Required work: Look through the listing below for the string "slot". Show each line where it occurs.
=== Section Start ===
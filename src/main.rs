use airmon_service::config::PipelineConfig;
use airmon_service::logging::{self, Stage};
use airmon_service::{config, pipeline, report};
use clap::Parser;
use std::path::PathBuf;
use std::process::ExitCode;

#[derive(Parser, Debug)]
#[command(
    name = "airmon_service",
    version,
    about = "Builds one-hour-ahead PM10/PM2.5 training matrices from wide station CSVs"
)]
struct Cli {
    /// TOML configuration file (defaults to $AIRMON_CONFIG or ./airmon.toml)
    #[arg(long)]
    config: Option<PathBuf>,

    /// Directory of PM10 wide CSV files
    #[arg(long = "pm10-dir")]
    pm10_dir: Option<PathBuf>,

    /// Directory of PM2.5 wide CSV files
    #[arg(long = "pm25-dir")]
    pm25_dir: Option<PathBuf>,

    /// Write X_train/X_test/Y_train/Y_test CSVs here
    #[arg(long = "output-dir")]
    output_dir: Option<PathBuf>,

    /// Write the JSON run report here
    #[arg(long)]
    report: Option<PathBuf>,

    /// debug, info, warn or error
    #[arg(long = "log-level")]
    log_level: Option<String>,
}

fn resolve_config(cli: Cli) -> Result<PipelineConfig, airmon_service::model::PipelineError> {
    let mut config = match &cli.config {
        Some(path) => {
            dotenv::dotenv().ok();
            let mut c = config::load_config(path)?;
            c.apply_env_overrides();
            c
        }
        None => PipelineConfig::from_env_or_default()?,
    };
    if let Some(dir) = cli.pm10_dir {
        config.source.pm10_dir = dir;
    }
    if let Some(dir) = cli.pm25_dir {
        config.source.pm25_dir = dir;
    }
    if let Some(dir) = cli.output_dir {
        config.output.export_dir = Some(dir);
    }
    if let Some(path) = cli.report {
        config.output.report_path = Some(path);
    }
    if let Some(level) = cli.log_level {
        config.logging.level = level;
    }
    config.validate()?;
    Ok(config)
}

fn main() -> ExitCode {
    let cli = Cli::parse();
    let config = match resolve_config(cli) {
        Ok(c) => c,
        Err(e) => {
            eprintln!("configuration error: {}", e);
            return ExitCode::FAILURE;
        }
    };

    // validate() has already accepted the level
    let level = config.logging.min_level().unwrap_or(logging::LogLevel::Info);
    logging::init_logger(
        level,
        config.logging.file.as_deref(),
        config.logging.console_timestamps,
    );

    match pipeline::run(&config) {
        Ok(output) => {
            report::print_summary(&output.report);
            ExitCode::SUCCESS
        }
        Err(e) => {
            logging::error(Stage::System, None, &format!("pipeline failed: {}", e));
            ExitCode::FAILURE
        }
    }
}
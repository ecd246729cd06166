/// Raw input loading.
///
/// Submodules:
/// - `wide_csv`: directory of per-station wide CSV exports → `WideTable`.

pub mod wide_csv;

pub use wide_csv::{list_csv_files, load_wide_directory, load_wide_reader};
=== Section End ===
=== Section Start ===
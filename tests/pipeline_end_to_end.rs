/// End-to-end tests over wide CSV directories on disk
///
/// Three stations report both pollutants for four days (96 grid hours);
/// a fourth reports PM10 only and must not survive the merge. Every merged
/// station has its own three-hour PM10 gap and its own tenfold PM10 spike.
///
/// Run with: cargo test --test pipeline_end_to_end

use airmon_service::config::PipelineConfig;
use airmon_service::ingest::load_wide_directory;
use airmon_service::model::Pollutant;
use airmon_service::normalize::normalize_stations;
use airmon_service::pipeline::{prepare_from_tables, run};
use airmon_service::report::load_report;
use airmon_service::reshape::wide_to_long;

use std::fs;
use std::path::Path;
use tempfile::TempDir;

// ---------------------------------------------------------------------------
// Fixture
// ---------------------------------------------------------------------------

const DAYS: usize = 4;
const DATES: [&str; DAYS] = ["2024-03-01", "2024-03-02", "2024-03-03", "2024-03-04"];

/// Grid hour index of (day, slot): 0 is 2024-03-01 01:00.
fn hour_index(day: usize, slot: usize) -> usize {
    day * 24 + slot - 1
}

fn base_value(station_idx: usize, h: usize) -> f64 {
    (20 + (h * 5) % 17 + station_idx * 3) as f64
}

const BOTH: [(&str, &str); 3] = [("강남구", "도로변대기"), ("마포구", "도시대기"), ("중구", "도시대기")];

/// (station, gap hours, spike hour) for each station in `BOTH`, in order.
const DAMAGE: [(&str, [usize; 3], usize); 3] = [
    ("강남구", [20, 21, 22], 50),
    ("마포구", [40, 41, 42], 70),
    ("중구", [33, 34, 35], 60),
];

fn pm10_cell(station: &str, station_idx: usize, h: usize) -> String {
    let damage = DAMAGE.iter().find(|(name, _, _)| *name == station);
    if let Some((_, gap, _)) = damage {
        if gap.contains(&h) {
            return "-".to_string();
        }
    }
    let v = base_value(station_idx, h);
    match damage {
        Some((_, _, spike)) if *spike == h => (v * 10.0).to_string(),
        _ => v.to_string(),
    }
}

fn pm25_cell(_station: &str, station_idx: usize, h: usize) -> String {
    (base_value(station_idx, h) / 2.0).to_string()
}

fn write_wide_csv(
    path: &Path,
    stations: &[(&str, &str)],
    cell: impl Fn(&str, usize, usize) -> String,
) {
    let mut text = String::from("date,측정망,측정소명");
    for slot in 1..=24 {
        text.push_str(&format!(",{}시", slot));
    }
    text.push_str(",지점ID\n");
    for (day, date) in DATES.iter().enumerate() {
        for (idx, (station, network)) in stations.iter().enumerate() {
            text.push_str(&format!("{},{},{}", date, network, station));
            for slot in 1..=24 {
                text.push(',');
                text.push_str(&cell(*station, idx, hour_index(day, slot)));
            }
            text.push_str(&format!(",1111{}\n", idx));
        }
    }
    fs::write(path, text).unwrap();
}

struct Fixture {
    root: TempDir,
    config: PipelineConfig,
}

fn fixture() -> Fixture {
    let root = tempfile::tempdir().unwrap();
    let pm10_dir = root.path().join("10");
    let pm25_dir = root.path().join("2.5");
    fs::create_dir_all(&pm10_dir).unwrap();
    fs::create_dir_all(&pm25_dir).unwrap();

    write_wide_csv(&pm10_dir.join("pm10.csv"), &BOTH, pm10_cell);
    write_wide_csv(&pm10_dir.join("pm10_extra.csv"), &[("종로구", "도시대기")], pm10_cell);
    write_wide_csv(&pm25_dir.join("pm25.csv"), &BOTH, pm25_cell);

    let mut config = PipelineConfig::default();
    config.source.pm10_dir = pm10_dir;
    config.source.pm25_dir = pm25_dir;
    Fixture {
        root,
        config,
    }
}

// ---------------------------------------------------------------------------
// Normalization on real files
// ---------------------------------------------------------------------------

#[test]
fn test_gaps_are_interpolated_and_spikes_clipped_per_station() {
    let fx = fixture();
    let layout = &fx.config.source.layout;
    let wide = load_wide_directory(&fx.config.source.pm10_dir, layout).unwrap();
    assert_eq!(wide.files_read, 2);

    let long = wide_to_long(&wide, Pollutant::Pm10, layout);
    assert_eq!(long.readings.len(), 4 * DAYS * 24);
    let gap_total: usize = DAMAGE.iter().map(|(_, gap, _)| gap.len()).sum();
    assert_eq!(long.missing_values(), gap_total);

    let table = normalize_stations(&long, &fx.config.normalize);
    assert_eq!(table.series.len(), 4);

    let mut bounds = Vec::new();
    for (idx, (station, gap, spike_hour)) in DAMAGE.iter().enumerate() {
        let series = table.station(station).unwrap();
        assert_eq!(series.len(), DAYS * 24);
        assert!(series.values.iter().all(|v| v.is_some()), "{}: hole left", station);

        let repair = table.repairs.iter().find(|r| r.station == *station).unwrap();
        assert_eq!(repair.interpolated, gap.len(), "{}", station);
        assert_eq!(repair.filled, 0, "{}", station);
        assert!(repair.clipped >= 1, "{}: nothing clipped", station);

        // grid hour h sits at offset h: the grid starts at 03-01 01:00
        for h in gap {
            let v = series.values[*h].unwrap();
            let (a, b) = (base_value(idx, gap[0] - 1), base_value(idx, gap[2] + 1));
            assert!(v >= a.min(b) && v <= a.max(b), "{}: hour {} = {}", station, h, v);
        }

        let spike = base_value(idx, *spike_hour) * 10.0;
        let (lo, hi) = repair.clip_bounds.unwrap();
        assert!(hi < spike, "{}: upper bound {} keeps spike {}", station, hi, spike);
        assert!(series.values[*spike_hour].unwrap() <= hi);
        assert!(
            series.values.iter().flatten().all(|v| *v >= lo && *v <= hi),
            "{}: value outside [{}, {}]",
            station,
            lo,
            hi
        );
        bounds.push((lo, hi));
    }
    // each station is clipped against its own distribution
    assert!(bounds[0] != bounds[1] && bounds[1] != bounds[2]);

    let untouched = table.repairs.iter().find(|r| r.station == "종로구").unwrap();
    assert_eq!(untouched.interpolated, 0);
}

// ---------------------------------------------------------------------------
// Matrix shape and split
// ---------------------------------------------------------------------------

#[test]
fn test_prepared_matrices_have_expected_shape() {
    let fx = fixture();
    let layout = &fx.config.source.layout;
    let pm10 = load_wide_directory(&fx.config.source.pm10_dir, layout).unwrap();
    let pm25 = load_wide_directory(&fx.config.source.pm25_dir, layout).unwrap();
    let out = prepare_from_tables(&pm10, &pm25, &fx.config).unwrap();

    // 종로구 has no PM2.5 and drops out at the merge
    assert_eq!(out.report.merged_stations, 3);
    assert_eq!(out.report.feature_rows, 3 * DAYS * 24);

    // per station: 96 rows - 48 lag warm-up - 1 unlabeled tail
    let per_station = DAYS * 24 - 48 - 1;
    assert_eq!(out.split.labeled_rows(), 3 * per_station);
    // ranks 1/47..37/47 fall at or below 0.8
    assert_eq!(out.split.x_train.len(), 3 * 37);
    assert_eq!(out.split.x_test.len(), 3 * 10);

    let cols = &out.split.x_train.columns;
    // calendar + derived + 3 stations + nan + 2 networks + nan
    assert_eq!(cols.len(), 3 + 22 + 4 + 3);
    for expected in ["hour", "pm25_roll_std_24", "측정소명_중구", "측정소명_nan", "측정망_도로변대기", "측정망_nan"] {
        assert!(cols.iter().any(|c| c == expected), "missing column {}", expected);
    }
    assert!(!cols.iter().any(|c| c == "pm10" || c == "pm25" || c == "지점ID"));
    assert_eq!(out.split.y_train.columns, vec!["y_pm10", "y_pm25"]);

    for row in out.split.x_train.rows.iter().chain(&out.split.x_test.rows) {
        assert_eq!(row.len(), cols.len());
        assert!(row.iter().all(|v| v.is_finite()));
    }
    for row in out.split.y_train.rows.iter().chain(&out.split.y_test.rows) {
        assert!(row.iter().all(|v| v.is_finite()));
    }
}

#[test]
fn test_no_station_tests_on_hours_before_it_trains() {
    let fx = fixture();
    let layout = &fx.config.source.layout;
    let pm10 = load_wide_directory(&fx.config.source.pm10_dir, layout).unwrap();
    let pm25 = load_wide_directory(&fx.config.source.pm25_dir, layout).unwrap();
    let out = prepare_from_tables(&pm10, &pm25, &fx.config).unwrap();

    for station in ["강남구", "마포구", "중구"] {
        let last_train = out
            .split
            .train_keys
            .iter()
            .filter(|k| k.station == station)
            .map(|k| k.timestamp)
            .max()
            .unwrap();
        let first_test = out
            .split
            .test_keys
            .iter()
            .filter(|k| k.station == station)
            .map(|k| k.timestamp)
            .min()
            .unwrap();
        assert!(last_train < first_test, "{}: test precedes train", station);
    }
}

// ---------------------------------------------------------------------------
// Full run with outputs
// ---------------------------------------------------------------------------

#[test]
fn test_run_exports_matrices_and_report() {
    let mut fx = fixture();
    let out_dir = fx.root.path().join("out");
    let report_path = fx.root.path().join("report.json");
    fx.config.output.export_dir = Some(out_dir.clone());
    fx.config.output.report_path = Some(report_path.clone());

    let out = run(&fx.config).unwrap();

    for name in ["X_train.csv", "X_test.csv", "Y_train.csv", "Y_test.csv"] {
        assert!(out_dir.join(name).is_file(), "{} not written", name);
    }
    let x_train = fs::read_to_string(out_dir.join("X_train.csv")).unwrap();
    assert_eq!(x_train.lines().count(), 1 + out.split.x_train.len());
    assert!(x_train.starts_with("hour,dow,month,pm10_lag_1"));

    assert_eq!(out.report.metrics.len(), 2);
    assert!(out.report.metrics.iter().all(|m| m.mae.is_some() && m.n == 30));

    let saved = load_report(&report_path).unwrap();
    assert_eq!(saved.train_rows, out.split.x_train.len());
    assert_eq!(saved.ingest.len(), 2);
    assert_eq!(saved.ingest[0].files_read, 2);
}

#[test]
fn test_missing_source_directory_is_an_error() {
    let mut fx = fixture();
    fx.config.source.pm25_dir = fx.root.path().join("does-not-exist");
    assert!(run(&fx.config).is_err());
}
=== Section End ===
Written answer:
/// Grid hour index of (day, slot): 0 is 2024-03-01 01:00.
fn hour_index(day: usize, slot: usize) -> usize {
    day * 24 + slot - 1
    for slot in 1..=24 {
        text.push_str(&format!(",{}시", slot));
            for slot in 1..=24 {
                text.push_str(&cell(*station, idx, hour_index(day, slot)));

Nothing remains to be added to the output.